Akkana Peck akkana at shallowsky.com
Tue Sep 27 12:05:00 EST 2005


gabrielle writes:
> Using the (I assume bash) terminal window on my linux desktop (gnome on
> fedora core 3) there is this really annoying "feature" configured - when
> I view a document (with vi, view, man, who knows what else) and then
> exit out of the document, the screen clears.  This bugs the crap out of
> me because a lot of time I'll page through a man page until I find what
> I was looking for, and then quit out of it, expecting the stuff I was
> just looking at to stay on the page (and in the scroll buffer) for
> reference.  I can get around it by piping the output through "more" but
> I'm thinking I shouldn't have to do that, just because I don't have to
> do it in bash on my solaris boxes. ;)
> 
> Where do I look to configure this?

That drives me crazy too! I'm glad I'm not the only one.

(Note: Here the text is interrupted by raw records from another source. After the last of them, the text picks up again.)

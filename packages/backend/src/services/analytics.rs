use std::collections::HashMap;

use serde::Serialize;
use sqlx::SqlitePool;
use tutorly_algo::{
    day_index, detect_weaknesses, study_streak, summarize, topic_breakdown, ItemStats,
    ProgressSummary, StreakInfo, TopicSummary, WeaknessConfig, WeaknessReason,
};

use crate::db::operations::reviews::{self, ReviewItemRow};
use crate::db::operations::snapshots::{self, SnapshotRow};
use crate::db::operations::users::UserRow;
use crate::services::plan::{self, Feature, PlanError};
use crate::time::day_key;

pub const DEFAULT_WEAKNESS_LIMIT: usize = 10;
pub const MAX_WEAKNESS_LIMIT: usize = 50;
pub const DEFAULT_HISTORY_DAYS: i64 = 30;
pub const MAX_HISTORY_DAYS: i64 = 365;

#[derive(Debug, thiserror::Error)]
pub enum AnalyticsError {
    #[error(transparent)]
    Plan(#[from] PlanError),
    #[error(transparent)]
    Sql(#[from] sqlx::Error),
}

#[derive(Debug, Clone, Serialize)]
#[serde(rename_all = "camelCase")]
pub struct WeakCard {
    pub card_id: String,
    pub lesson_id: String,
    pub prompt: String,
    pub topic: String,
    pub score: f64,
    pub accuracy: f64,
    pub ease_factor: f64,
    pub retention: f64,
    pub reasons: Vec<WeaknessReason>,
}

#[derive(Debug, Clone, Serialize)]
#[serde(rename_all = "camelCase")]
pub struct WeaknessReport {
    pub cards: Vec<WeakCard>,
    pub weak_topics: Vec<TopicSummary>,
}

async fn load_items(pool: &SqlitePool, user_id: &str) -> Result<Vec<ReviewItemRow>, sqlx::Error> {
    reviews::list_items(pool, user_id).await
}

fn to_stats(rows: &[ReviewItemRow]) -> Vec<ItemStats> {
    rows.iter().map(ReviewItemRow::item_stats).collect()
}

pub async fn summary(
    pool: &SqlitePool,
    user_id: &str,
    now_ms: i64,
) -> Result<ProgressSummary, AnalyticsError> {
    let rows = load_items(pool, user_id).await?;
    Ok(summarize(&to_stats(&rows), now_ms, &WeaknessConfig::default()))
}

pub async fn weaknesses(
    pool: &SqlitePool,
    user: &UserRow,
    limit: usize,
    now_ms: i64,
) -> Result<WeaknessReport, AnalyticsError> {
    plan::require(user, Feature::WeaknessReport, now_ms)?;

    let rows = load_items(pool, &user.id).await?;
    let stats = to_stats(&rows);
    let config = WeaknessConfig {
        limit: limit.clamp(1, MAX_WEAKNESS_LIMIT),
        ..WeaknessConfig::default()
    };

    let by_card: HashMap<&str, &ReviewItemRow> =
        rows.iter().map(|r| (r.card_id.as_str(), r)).collect();
    let cards = detect_weaknesses(&stats, now_ms, &config)
        .into_iter()
        .filter_map(|w| {
            let row = by_card.get(w.item_id.as_str())?;
            Some(WeakCard {
                card_id: w.item_id,
                lesson_id: row.lesson_id.clone(),
                prompt: row.prompt.clone(),
                topic: w.topic,
                score: w.score,
                accuracy: w.accuracy,
                ease_factor: w.ease_factor,
                retention: w.retention,
                reasons: w.reasons,
            })
        })
        .collect();

    let weak_topics = topic_breakdown(&stats, now_ms, &config)
        .into_iter()
        .filter(|t| t.weak > 0)
        .collect();

    Ok(WeaknessReport { cards, weak_topics })
}

pub async fn topics(
    pool: &SqlitePool,
    user_id: &str,
    now_ms: i64,
) -> Result<Vec<TopicSummary>, AnalyticsError> {
    let rows = load_items(pool, user_id).await?;
    Ok(topic_breakdown(&to_stats(&rows), now_ms, &WeaknessConfig::default()))
}

pub async fn streak(
    pool: &SqlitePool,
    user_id: &str,
    now_ms: i64,
) -> Result<StreakInfo, AnalyticsError> {
    let days = reviews::list_active_days(pool, user_id).await?;
    Ok(study_streak(&days, day_index(now_ms)))
}

pub async fn history(
    pool: &SqlitePool,
    user_id: &str,
    days: i64,
) -> Result<Vec<SnapshotRow>, AnalyticsError> {
    Ok(snapshots::list_snapshots(pool, user_id, days.clamp(1, MAX_HISTORY_DAYS)).await?)
}

/// Computes today's progress for one learner and stores it.
pub async fn record_snapshot(
    pool: &SqlitePool,
    user_id: &str,
    now_ms: i64,
) -> Result<SnapshotRow, AnalyticsError> {
    let progress = summary(pool, user_id, now_ms).await?;
    let snapshot = SnapshotRow {
        user_id: user_id.to_string(),
        day: day_key(now_ms),
        total_items: progress.total_items as i64,
        mastered_items: progress.mastered_items as i64,
        weak_items: progress.weak_items as i64,
        due_now: progress.due_now as i64,
        accuracy: progress.accuracy,
        average_retention: progress.average_retention,
        created_at: now_ms,
    };
    snapshots::upsert_snapshot(pool, &snapshot).await?;
    Ok(snapshot)
}

#[cfg(test)]
mod tests {
    use super::*;
    use crate::db::init_pool;
    use crate::db::operations::users;
    use crate::services::lessons::{create_lesson, NewCard, NewLesson};
    use crate::services::reviews::{enroll, submit_review, ReviewSubmission};
    use tutorly_algo::DAY_MS;

    const NOW: i64 = 1_700_000_000_000;

    async fn seeded() -> (tempfile::TempDir, SqlitePool, UserRow, Vec<String>) {
        let dir = tempfile::tempdir().unwrap();
        let pool = init_pool(&dir.path().join("analytics.db")).await.unwrap();
        let user = users::ensure_user(&pool, "student", NOW).await.unwrap();
        let lesson = create_lesson(
            &pool,
            NewLesson {
                title: "Fractions".to_string(),
                topic: "math".to_string(),
                summary: None,
                body: None,
                level: None,
                premium: false,
                cards: vec![
                    NewCard {
                        prompt: "1/2 + 1/4".to_string(),
                        answer: "3/4".to_string(),
                        topic: Some("fractions".to_string()),
                    },
                    NewCard {
                        prompt: "0.5 * 2".to_string(),
                        answer: "1".to_string(),
                        topic: Some("decimals".to_string()),
                    },
                ],
            },
            NOW,
        )
        .await
        .unwrap();
        enroll(&pool, &user, &lesson.lesson.id, NOW).await.unwrap();
        let card_ids = lesson.cards.iter().map(|c| c.id.clone()).collect();
        (dir, pool, user, card_ids)
    }

    fn quality(q: i64) -> ReviewSubmission {
        ReviewSubmission {
            quality: Some(q),
            ..ReviewSubmission::default()
        }
    }

    #[tokio::test]
    async fn test_summary_and_streak() {
        let (_dir, pool, user, cards) = seeded().await;
        submit_review(&pool, &user.id, &cards[0], &quality(5), NOW - DAY_MS).await.unwrap();
        submit_review(&pool, &user.id, &cards[0], &quality(4), NOW).await.unwrap();

        let progress = summary(&pool, &user.id, NOW).await.unwrap();
        assert_eq!(progress.total_items, 2);
        assert_eq!(progress.new_items, 1);
        assert_eq!(progress.total_attempts, 2);
        assert_eq!(progress.accuracy, Some(1.0));

        let info = streak(&pool, &user.id, NOW).await.unwrap();
        assert_eq!(info.current, 2);
        assert!(info.active_today);
    }

    #[tokio::test]
    async fn test_weakness_report_needs_paid_plan() {
        let (_dir, pool, user, cards) = seeded().await;
        for q in [1, 0, 2, 1] {
            submit_review(&pool, &user.id, &cards[0], &quality(q), NOW).await.unwrap();
        }

        let err = weaknesses(&pool, &user, 10, NOW).await.unwrap_err();
        assert!(matches!(err, AnalyticsError::Plan(PlanError::FeatureLocked { .. })));

        let premium = plan::set_plan(&pool, &user.id, "premium", "active", None, NOW)
            .await
            .unwrap();
        let report = weaknesses(&pool, &premium, 10, NOW).await.unwrap();
        assert_eq!(report.cards.len(), 1);
        assert_eq!(report.cards[0].card_id, cards[0]);
        assert_eq!(report.cards[0].topic, "fractions");
        assert!(report.cards[0].reasons.contains(&WeaknessReason::RepeatedLapses));
        assert_eq!(report.weak_topics.len(), 1);

        let breakdown = topics(&pool, &user.id, NOW).await.unwrap();
        assert_eq!(breakdown[0].topic, "fractions");
    }

    #[tokio::test]
    async fn test_snapshot_upsert_and_history() {
        let (_dir, pool, user, cards) = seeded().await;
        record_snapshot(&pool, &user.id, NOW - DAY_MS).await.unwrap();
        submit_review(&pool, &user.id, &cards[1], &quality(5), NOW).await.unwrap();
        record_snapshot(&pool, &user.id, NOW).await.unwrap();
        record_snapshot(&pool, &user.id, NOW + 1_000).await.unwrap();

        let rows = history(&pool, &user.id, 30).await.unwrap();
        assert_eq!(rows.len(), 2);
        assert!(rows[0].day < rows[1].day);
        assert_eq!(rows[1].accuracy, Some(1.0));
    }
}
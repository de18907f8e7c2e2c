pub mod admin;
pub mod rate_limit;
pub mod user;

pub use admin::require_admin;
pub use rate_limit::rate_limit_middleware;
pub use user::{require_user, CurrentUser};
pub mod config;
pub mod db;
pub mod extract;
pub mod logging;
pub mod middleware;
pub mod response;
pub mod routes;
pub mod services;
pub mod state;
pub mod time;
pub mod workers;

use tower_http::{cors::CorsLayer, trace::TraceLayer};

use crate::config::Config;
use crate::db::DbInitError;
use crate::services::llm_provider::LLMProvider;
use crate::state::AppState;

/// Opens the database and wires the router with the LLM settings from the
/// environment.
pub async fn create_app(config: Config) -> Result<axum::Router, DbInitError> {
    create_app_with(config, LLMProvider::from_env()).await
}

pub async fn create_app_with(
    config: Config,
    llm: LLMProvider,
) -> Result<axum::Router, DbInitError> {
    let pool = db::init_pool(&config.database_path).await?;
    Ok(build_router(AppState::new(pool, config, llm)))
}

pub fn build_router(state: AppState) -> axum::Router {
    routes::router(state)
        .layer(TraceLayer::new_for_http())
        .layer(CorsLayer::permissive())
}
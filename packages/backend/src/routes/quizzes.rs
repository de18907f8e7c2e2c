use axum::extract::State;
use axum::response::IntoResponse;
use axum::routing::{get, post};
use axum::{Extension, Router};
use serde::Deserialize;

use crate::extract::{ApiJson, ApiPath};
use crate::middleware::CurrentUser;
use crate::response::{ok, AppError};
use crate::services::quizzes::{self, QuizAnswer};
use crate::state::AppState;
use crate::time::now_ms;

pub fn router() -> Router<AppState> {
    Router::new()
        .route("/", post(generate))
        .route("/:id", get(detail))
        .route("/:id/submit", post(submit))
}

#[derive(Debug, Default, Deserialize)]
#[serde(rename_all = "camelCase")]
struct GenerateBody {
    #[serde(default)]
    lesson_id: Option<String>,
    #[serde(default)]
    size: Option<usize>,
}

#[derive(Debug, Deserialize)]
struct SubmitBody {
    answers: Vec<QuizAnswer>,
}

async fn generate(
    State(state): State<AppState>,
    Extension(CurrentUser(user)): Extension<CurrentUser>,
    ApiJson(payload): ApiJson<GenerateBody>,
) -> Result<impl IntoResponse, AppError> {
    let quiz = quizzes::generate(
        state.pool(),
        &user,
        payload.lesson_id.as_deref(),
        payload.size,
        &state.config().plan_limits,
        now_ms(),
    )
    .await?;
    Ok(ok(quiz))
}

async fn detail(
    State(state): State<AppState>,
    Extension(CurrentUser(user)): Extension<CurrentUser>,
    ApiPath(id): ApiPath<String>,
) -> Result<impl IntoResponse, AppError> {
    Ok(ok(quizzes::get(state.pool(), &user.id, &id).await?))
}

async fn submit(
    State(state): State<AppState>,
    Extension(CurrentUser(user)): Extension<CurrentUser>,
    ApiPath(id): ApiPath<String>,
    ApiJson(payload): ApiJson<SubmitBody>,
) -> Result<impl IntoResponse, AppError> {
    Ok(ok(quizzes::submit(state.pool(), &user.id, &id, &payload.answers, now_ms()).await?))
}
use std::path::Path;

use tracing_appender::non_blocking::WorkerGuard;
use tracing_appender::rolling::{RollingFileAppender, Rotation};
use tracing_subscriber::{fmt, layer::SubscriberExt, util::SubscriberInitExt, EnvFilter};

use crate::config::Config;

const LOG_FILE_PREFIX: &str = "tutorly.log";

/// Keeps the non-blocking file writer flushing until dropped.
pub struct FileLogGuard {
    _guard: WorkerGuard,
}

/// An unparsable `RUST_LOG` falls back to `info` instead of silencing output.
fn env_filter(log_level: &str) -> EnvFilter {
    EnvFilter::try_new(log_level).unwrap_or_else(|_| EnvFilter::new("info"))
}

fn file_appender(dir: &Path) -> std::io::Result<RollingFileAppender> {
    std::fs::create_dir_all(dir)?;
    Ok(RollingFileAppender::new(Rotation::DAILY, dir, LOG_FILE_PREFIX))
}

/// Installs the global subscriber: stdout always, plus a daily rolling file
/// when `config.file_log_dir` is set.
pub fn init_tracing(config: &Config) -> Option<FileLogGuard> {
    let stdout_layer = fmt::layer().with_target(true);

    let appender = config.file_log_dir.as_deref().and_then(|dir| {
        file_appender(dir)
            .map_err(|err| eprintln!("failed to create log directory {}: {err}", dir.display()))
            .ok()
    });

    let Some(appender) = appender else {
        tracing_subscriber::registry()
            .with(env_filter(&config.log_level))
            .with(stdout_layer)
            .init();
        return None;
    };

    let (file_writer, guard) = tracing_appender::non_blocking(appender);
    let file_layer = fmt::layer()
        .with_writer(file_writer)
        .with_ansi(false)
        .with_target(true);

    tracing_subscriber::registry()
        .with(env_filter(&config.log_level))
        .with(stdout_layer)
        .with(file_layer)
        .init();

    Some(FileLogGuard { _guard: guard })
}
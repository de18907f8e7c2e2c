use serde::{Deserialize, Serialize};
use sqlx::SqlitePool;
use tutorly_algo::DAY_MS;

use crate::config::PlanLimits;
use crate::db::operations::usage;
use crate::db::operations::users::{self, UserRow};
use crate::time::{day_key, format_timestamp_ms_iso_millis};

/// How long a past-due paid plan keeps its features after the period ends.
pub const PAST_DUE_GRACE_MS: i64 = 3 * DAY_MS;

#[derive(Debug, Clone, Copy, PartialEq, Eq, Hash, Serialize, Deserialize)]
#[serde(rename_all = "lowercase")]
pub enum PlanTier {
    Free,
    Premium,
    Education,
}

impl PlanTier {
    pub const ALL: [PlanTier; 3] = [PlanTier::Free, PlanTier::Premium, PlanTier::Education];

    pub fn as_str(&self) -> &'static str {
        match self {
            Self::Free => "free",
            Self::Premium => "premium",
            Self::Education => "education",
        }
    }

    pub fn parse(value: &str) -> Option<Self> {
        match value.trim().to_ascii_lowercase().as_str() {
            "free" => Some(Self::Free),
            "premium" => Some(Self::Premium),
            "education" => Some(Self::Education),
            _ => None,
        }
    }
}

#[derive(Debug, Clone, Copy, PartialEq, Eq, Serialize, Deserialize)]
#[serde(rename_all = "snake_case")]
pub enum PlanStatus {
    Active,
    Trialing,
    PastDue,
    Canceled,
}

impl PlanStatus {
    pub fn as_str(&self) -> &'static str {
        match self {
            Self::Active => "active",
            Self::Trialing => "trialing",
            Self::PastDue => "past_due",
            Self::Canceled => "canceled",
        }
    }

    pub fn parse(value: &str) -> Option<Self> {
        match value.trim().to_ascii_lowercase().replace('-', "_").as_str() {
            "active" => Some(Self::Active),
            "trialing" => Some(Self::Trialing),
            "past_due" | "pastdue" => Some(Self::PastDue),
            "canceled" | "cancelled" => Some(Self::Canceled),
            _ => None,
        }
    }
}
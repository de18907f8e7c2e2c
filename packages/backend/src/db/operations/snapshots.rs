use serde::Serialize;
use sqlx::sqlite::SqliteRow;
use sqlx::{Row, SqlitePool};

#[derive(Debug, Clone, Serialize)]
#[serde(rename_all = "camelCase")]
pub struct SnapshotRow {
    pub user_id: String,
    pub day: String,
    pub total_items: i64,
    pub mastered_items: i64,
    pub weak_items: i64,
    pub due_now: i64,
    pub accuracy: Option<f64>,
    pub average_retention: Option<f64>,
    pub created_at: i64,
}

/// One row per learner and day; a later run on the same day overwrites it.
pub async fn upsert_snapshot(pool: &SqlitePool, snapshot: &SnapshotRow) -> Result<(), sqlx::Error> {
    sqlx::query(
        r#"
        INSERT INTO "progress_snapshots"
            ("userId", "day", "totalItems", "masteredItems", "weakItems", "dueNow",
             "accuracy", "averageRetention", "createdAt")
        VALUES (?, ?, ?, ?, ?, ?, ?, ?, ?)
        ON CONFLICT ("userId", "day") DO UPDATE SET
            "totalItems" = excluded."totalItems",
            "masteredItems" = excluded."masteredItems",
            "weakItems" = excluded."weakItems",
            "dueNow" = excluded."dueNow",
            "accuracy" = excluded."accuracy",
            "averageRetention" = excluded."averageRetention",
            "createdAt" = excluded."createdAt"
        "#,
    )
    .bind(&snapshot.user_id)
    .bind(&snapshot.day)
    .bind(snapshot.total_items)
    .bind(snapshot.mastered_items)
    .bind(snapshot.weak_items)
    .bind(snapshot.due_now)
    .bind(snapshot.accuracy)
    .bind(snapshot.average_retention)
    .bind(snapshot.created_at)
    .execute(pool)
    .await?;
    Ok(())
}

/// Most recent `limit` days, oldest first.
pub async fn list_snapshots(
    pool: &SqlitePool,
    user_id: &str,
    limit: i64,
) -> Result<Vec<SnapshotRow>, sqlx::Error> {
    let rows = sqlx::query(
        r#"
        SELECT * FROM (
            SELECT * FROM "progress_snapshots"
            WHERE "userId" = ?
            ORDER BY "day" DESC
            LIMIT ?
        ) ORDER BY "day" ASC
        "#,
    )
    .bind(user_id)
    .bind(limit)
    .fetch_all(pool)
    .await?;
    rows.iter().map(map_snapshot).collect()
}

fn map_snapshot(row: &SqliteRow) -> Result<SnapshotRow, sqlx::Error> {
    Ok(SnapshotRow {
        user_id: row.try_get("userId")?,
        day: row.try_get("day")?,
        total_items: row.try_get("totalItems")?,
        mastered_items: row.try_get("masteredItems")?,
        weak_items: row.try_get("weakItems")?,
        due_now: row.try_get("dueNow")?,
        accuracy: row.try_get("accuracy")?,
        average_retention: row.try_get("averageRetention")?,
        created_at: row.try_get("createdAt")?,
    })
}
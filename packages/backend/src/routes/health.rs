use axum::extract::State;
use axum::http::StatusCode;
use axum::response::{IntoResponse, Response};
use axum::routing::get;
use axum::{Json, Router};
use serde::Serialize;

use crate::state::AppState;
use crate::time::{format_timestamp_ms_iso_millis, now_ms};

pub fn router() -> Router<AppState> {
    Router::new()
        .route("/", get(root))
        .route("/live", get(live))
        .route("/ready", get(ready))
}

#[derive(Serialize)]
#[serde(rename_all = "camelCase")]
struct HealthResponse {
    status: &'static str,
    database: &'static str,
    llm: &'static str,
    version: &'static str,
    uptime: u64,
    timestamp: Option<String>,
}

#[derive(Serialize)]
struct ProbeResponse {
    status: &'static str,
    timestamp: Option<String>,
}

async fn root(State(state): State<AppState>) -> Response {
    let db_ok = crate::db::ping(state.pool()).await;
    let response = HealthResponse {
        status: if db_ok { "ok" } else { "degraded" },
        database: if db_ok { "connected" } else { "disconnected" },
        llm: if state.llm().is_available() {
            "available"
        } else {
            "unavailable"
        },
        version: env!("CARGO_PKG_VERSION"),
        uptime: state.uptime_seconds(),
        timestamp: format_timestamp_ms_iso_millis(now_ms()),
    };

    let status = if db_ok {
        StatusCode::OK
    } else {
        StatusCode::SERVICE_UNAVAILABLE
    };
    (status, Json(response)).into_response()
}

async fn live() -> Response {
    Json(ProbeResponse {
        status: "alive",
        timestamp: format_timestamp_ms_iso_millis(now_ms()),
    })
    .into_response()
}

async fn ready(State(state): State<AppState>) -> Response {
    let ready = crate::db::ping(state.pool()).await;
    let body = ProbeResponse {
        status: if ready { "ready" } else { "not_ready" },
        timestamp: format_timestamp_ms_iso_millis(now_ms()),
    };
    let status = if ready {
        StatusCode::OK
    } else {
        StatusCode::SERVICE_UNAVAILABLE
    };
    (status, Json(body)).into_response()
}
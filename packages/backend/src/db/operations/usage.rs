use sqlx::{Row, SqlitePool};

/// Bumps the counter for `(user, feature, day)` unless it already reached
/// `limit`. Returns the new count, or `None` when the limit was hit.
///
/// The check and the increment are one statement, so concurrent requests
/// cannot both slip under the limit.
pub async fn try_increment(
    pool: &SqlitePool,
    user_id: &str,
    feature: &str,
    day: &str,
    limit: Option<u32>,
) -> Result<Option<i64>, sqlx::Error> {
    match limit {
        Some(0) => Ok(None),
        Some(limit) => {
            sqlx::query_scalar(
                r#"
                INSERT INTO "usage_counters" ("userId", "feature", "day", "count")
                VALUES (?, ?, ?, 1)
                ON CONFLICT ("userId", "feature", "day")
                DO UPDATE SET "count" = "count" + 1 WHERE "count" < ?
                RETURNING "count"
                "#,
            )
            .bind(user_id)
            .bind(feature)
            .bind(day)
            .bind(i64::from(limit))
            .fetch_optional(pool)
            .await
        }
        None => {
            let count: i64 = sqlx::query_scalar(
                r#"
                INSERT INTO "usage_counters" ("userId", "feature", "day", "count")
                VALUES (?, ?, ?, 1)
                ON CONFLICT ("userId", "feature", "day")
                DO UPDATE SET "count" = "count" + 1
                RETURNING "count"
                "#,
            )
            .bind(user_id)
            .bind(feature)
            .bind(day)
            .fetch_one(pool)
            .await?;
            Ok(Some(count))
        }
    }
}

pub async fn usage_for_day(
    pool: &SqlitePool,
    user_id: &str,
    day: &str,
) -> Result<Vec<(String, i64)>, sqlx::Error> {
    let rows = sqlx::query(
        r#"SELECT "feature", "count" FROM "usage_counters" WHERE "userId" = ? AND "day" = ?"#,
    )
    .bind(user_id)
    .bind(day)
    .fetch_all(pool)
    .await?;

    rows.iter()
        .map(|row| Ok((row.try_get("feature")?, row.try_get("count")?)))
        .collect()
}

/// Gives back one unit, e.g. when the metered call failed downstream.
pub async fn release(
    pool: &SqlitePool,
    user_id: &str,
    feature: &str,
    day: &str,
) -> Result<(), sqlx::Error> {
    sqlx::query(
        r#"
        UPDATE "usage_counters" SET "count" = "count" - 1
        WHERE "userId" = ? AND "feature" = ? AND "day" = ? AND "count" > 0
        "#,
    )
    .bind(user_id)
    .bind(feature)
    .bind(day)
    .execute(pool)
    .await?;
    Ok(())
}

How to configure it depends on what terminal you're using.

If you're using xterm or any variant of it, such as rxvt, it's
really easy: you can set an X resource. Put this in your
.Xdefaults or .Xresources:

XTerm*titeInhibit: true

"tite" may seem like a strange term; it comes from the fact that in
the old "termcap" way of specifying terminal capabilities, the
string to save and restore the "alternate screens" were called
ti and te (I'm sure those stood for something, but if I ever knew
what, I've forgotten). If you don't use X resources for anything
else, you can also set this via a command-line option.

Unfortunately, modern terminal emulators such as gnome-terminal have
decided for our own good that users should not be allowed to make
choices, and as far as I was ever able to determine, there's no way
to tell gnome-terminal to turn it off. And vim and man don't seem to
have a way to disable that behavior either.

But wait! Don't lose hope yet. Because programs such as vi and man
use the "terminfo" database (which does the same thing as termcap
used to) to determine what sort of terminal they're talking to and
how to tell that terminal to save and restore the alternate screen.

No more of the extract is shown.